Start of Extracted data
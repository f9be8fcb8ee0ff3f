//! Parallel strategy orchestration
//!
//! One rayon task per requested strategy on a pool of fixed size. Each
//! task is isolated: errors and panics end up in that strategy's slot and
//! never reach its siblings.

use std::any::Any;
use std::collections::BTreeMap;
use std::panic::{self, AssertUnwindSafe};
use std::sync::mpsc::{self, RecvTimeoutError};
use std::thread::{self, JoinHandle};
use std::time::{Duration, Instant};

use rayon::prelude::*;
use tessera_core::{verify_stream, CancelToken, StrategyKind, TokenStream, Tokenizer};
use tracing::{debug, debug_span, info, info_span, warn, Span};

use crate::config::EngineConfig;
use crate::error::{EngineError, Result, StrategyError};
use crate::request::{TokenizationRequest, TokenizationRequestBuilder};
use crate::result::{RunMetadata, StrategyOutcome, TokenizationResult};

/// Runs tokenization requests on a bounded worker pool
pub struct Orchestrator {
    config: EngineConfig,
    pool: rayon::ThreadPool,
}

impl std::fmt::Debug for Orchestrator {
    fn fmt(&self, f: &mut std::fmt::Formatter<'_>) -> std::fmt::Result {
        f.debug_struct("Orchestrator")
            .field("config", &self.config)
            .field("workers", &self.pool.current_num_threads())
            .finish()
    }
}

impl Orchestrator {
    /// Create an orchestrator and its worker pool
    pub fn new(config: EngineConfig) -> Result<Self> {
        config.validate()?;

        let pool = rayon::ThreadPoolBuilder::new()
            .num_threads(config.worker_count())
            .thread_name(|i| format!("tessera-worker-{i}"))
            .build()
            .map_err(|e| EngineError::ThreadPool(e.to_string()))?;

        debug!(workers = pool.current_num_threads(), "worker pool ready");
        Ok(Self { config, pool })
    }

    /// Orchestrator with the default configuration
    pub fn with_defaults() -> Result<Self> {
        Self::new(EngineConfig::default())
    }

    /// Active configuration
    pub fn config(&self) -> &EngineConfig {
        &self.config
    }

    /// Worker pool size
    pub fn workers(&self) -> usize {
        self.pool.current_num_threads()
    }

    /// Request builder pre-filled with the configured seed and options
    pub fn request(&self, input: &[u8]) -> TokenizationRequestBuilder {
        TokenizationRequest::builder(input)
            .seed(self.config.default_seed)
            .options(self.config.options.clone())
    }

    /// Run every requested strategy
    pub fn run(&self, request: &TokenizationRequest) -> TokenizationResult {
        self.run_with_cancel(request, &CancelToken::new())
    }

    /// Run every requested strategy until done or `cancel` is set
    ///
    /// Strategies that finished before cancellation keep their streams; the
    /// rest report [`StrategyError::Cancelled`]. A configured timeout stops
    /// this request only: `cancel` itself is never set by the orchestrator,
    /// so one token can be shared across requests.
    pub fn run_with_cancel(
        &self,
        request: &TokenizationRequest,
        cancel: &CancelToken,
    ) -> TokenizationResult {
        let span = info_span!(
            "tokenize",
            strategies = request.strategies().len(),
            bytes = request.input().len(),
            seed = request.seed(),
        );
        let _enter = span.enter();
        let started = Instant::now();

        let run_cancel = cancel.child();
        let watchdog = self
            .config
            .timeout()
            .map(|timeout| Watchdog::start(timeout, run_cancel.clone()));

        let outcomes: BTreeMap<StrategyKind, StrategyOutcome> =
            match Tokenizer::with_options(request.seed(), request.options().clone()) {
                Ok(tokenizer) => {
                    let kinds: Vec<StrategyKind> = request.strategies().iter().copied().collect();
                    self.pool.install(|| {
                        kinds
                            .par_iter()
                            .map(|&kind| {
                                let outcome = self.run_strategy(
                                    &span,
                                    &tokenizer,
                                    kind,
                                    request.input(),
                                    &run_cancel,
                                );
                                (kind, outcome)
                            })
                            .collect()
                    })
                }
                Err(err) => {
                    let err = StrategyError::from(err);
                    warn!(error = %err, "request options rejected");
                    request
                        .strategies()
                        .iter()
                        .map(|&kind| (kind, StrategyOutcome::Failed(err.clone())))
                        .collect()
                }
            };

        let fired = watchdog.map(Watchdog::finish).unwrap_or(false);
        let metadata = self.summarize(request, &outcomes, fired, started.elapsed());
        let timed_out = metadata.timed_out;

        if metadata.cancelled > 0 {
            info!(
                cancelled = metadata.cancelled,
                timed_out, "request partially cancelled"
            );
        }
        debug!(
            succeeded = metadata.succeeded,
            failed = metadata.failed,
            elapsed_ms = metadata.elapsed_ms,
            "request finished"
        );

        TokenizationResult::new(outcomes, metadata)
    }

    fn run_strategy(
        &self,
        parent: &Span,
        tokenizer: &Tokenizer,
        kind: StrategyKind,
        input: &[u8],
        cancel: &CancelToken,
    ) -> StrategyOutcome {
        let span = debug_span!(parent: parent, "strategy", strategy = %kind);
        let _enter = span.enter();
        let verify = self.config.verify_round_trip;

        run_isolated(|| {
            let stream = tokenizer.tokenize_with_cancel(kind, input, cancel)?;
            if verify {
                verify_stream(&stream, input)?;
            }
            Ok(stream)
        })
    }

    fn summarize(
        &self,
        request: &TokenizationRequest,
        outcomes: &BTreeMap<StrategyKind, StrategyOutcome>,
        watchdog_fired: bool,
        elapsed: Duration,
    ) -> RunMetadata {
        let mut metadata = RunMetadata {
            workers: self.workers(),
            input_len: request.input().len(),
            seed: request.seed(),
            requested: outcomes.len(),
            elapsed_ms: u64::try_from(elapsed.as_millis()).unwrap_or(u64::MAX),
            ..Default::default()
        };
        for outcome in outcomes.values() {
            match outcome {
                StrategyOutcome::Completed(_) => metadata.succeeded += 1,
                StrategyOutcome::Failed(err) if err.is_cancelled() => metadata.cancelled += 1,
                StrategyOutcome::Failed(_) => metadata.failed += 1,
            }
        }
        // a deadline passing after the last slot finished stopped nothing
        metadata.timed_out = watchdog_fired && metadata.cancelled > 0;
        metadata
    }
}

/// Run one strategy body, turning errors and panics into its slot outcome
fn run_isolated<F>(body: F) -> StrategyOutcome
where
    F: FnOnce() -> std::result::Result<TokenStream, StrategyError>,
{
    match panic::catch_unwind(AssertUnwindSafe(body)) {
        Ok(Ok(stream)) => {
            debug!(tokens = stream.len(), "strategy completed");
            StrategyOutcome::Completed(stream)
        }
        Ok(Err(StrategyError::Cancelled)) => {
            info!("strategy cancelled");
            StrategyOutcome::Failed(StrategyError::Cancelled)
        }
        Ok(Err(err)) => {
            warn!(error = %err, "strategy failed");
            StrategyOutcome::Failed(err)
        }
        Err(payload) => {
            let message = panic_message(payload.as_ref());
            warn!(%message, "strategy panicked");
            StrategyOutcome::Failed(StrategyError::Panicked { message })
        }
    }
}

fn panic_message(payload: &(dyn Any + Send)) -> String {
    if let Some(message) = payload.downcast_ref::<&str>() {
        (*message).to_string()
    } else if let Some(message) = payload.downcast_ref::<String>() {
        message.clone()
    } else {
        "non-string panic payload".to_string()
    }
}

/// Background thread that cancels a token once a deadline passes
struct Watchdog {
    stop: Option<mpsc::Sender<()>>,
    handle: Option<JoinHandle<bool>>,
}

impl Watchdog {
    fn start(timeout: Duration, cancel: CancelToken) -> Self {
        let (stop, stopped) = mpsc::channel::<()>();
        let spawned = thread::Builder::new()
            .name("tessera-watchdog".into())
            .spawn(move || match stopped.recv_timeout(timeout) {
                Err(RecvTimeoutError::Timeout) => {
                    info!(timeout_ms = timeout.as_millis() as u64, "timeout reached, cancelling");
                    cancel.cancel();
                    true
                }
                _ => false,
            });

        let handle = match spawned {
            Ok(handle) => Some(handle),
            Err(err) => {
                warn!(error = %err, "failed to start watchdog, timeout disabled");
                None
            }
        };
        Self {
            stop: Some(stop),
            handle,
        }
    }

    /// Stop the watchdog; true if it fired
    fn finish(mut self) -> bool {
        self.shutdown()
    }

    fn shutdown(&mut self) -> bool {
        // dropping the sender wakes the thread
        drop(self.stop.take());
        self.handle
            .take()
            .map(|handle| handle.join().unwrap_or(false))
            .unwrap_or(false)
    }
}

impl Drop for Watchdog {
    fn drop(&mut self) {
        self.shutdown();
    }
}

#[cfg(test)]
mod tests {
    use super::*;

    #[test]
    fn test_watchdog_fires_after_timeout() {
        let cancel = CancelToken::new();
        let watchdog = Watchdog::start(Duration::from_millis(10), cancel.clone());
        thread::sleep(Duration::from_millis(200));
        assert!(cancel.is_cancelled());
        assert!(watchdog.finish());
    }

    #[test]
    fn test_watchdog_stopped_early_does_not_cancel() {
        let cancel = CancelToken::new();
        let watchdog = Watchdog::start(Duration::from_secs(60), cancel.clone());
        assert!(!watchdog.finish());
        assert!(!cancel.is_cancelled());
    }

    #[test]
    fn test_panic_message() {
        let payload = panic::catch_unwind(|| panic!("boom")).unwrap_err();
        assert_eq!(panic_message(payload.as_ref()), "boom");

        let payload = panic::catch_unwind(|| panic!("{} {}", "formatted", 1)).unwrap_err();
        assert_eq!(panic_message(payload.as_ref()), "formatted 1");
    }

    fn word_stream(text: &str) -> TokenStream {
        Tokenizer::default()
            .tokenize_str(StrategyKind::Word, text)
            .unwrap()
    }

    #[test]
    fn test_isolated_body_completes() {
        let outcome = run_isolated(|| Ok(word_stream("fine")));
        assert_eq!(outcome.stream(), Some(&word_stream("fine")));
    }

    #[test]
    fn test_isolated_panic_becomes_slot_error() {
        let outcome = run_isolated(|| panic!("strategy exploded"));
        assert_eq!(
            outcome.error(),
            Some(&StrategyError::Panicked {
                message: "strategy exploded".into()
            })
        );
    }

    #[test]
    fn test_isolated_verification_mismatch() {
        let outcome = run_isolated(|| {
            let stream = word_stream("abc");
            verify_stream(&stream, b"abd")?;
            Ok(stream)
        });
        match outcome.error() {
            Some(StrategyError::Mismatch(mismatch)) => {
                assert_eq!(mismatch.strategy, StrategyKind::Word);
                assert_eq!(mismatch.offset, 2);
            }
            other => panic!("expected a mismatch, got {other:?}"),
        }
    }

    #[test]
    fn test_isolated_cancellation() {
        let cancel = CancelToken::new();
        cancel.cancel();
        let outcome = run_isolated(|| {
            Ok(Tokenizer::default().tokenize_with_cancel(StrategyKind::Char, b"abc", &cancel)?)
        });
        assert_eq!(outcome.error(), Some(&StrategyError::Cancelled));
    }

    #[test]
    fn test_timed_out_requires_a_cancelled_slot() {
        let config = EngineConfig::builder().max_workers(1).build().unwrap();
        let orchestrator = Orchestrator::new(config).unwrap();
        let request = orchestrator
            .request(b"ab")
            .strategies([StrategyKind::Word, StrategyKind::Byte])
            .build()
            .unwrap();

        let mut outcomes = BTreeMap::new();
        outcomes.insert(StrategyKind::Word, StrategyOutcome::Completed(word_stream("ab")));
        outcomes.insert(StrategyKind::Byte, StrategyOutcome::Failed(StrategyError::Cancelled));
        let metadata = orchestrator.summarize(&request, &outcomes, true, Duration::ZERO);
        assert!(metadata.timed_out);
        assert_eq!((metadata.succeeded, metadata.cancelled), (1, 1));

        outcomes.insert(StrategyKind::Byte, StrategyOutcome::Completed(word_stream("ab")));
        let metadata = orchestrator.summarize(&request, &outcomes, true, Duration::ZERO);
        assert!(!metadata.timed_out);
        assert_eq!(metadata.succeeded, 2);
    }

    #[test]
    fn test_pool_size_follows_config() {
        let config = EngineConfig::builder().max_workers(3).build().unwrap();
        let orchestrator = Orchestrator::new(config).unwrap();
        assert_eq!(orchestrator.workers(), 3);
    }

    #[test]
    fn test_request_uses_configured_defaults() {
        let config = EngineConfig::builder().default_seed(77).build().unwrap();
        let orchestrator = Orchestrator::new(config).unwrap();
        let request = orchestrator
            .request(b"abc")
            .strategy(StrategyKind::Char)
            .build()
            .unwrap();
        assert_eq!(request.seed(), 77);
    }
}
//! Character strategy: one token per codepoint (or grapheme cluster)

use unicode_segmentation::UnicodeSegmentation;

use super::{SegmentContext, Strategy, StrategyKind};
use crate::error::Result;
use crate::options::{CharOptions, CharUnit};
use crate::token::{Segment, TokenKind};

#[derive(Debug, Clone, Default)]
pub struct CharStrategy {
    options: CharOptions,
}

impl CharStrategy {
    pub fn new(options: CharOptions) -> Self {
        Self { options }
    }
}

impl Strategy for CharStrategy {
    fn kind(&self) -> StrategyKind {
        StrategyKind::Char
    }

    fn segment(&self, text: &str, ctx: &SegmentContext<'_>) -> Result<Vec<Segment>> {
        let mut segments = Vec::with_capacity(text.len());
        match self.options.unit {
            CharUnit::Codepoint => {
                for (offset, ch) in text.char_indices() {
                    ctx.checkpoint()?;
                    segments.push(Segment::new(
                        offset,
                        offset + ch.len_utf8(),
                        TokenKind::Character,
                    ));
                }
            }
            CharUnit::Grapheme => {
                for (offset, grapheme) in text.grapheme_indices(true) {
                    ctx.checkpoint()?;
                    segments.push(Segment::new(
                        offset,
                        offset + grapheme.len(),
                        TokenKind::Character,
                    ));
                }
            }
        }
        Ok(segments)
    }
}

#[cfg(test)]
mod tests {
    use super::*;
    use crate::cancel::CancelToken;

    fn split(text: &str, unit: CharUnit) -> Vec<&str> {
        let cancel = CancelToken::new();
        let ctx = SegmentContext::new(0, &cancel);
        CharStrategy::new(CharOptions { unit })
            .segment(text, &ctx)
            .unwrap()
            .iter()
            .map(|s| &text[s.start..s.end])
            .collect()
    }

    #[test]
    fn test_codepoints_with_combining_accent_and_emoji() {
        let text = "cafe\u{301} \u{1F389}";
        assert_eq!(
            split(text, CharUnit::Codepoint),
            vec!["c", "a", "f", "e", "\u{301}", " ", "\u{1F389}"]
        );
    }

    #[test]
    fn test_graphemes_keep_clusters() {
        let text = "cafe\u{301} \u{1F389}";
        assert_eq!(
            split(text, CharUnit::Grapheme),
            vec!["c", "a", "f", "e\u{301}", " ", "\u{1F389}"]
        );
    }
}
End of Extracted data
## What this task involves
In the answer, give the lines from the first line of the data through the line with "the default configuration", exactly as they appear and with no additions.

## Expected answer
repository f9be8fcb8ee0ff3f
//! Parallel strategy orchestration
//!
//! One rayon task per requested strategy on a pool of fixed size. Each
//! task is isolated: errors and panics end up in that strategy's slot and
//! never reach its siblings.

use std::any::Any;
use std::collections::BTreeMap;
use std::panic::{self, AssertUnwindSafe};
use std::sync::mpsc::{self, RecvTimeoutError};
use std::thread::{self, JoinHandle};
use std::time::{Duration, Instant};

use rayon::prelude::*;
use tessera_core::{verify_stream, CancelToken, StrategyKind, TokenStream, Tokenizer};
use tracing::{debug, debug_span, info, info_span, warn, Span};

use crate::config::EngineConfig;
use crate::error::{EngineError, Result, StrategyError};
use crate::request::{TokenizationRequest, TokenizationRequestBuilder};
use crate::result::{RunMetadata, StrategyOutcome, TokenizationResult};

/// Runs tokenization requests on a bounded worker pool
pub struct Orchestrator {
    config: EngineConfig,
    pool: rayon::ThreadPool,
}

impl std::fmt::Debug for Orchestrator {
    fn fmt(&self, f: &mut std::fmt::Formatter<'_>) -> std::fmt::Result {
        f.debug_struct("Orchestrator")
            .field("config", &self.config)
            .field("workers", &self.pool.current_num_threads())
            .finish()
    }
}

impl Orchestrator {
    /// Create an orchestrator and its worker pool
    pub fn new(config: EngineConfig) -> Result<Self> {
        config.validate()?;

        let pool = rayon::ThreadPoolBuilder::new()
            .num_threads(config.worker_count())
            .thread_name(|i| format!("tessera-worker-{i}"))
            .build()
            .map_err(|e| EngineError::ThreadPool(e.to_string()))?;

        debug!(workers = pool.current_num_threads(), "worker pool ready");
        Ok(Self { config, pool })
    }

    /// Orchestrator with the default configuration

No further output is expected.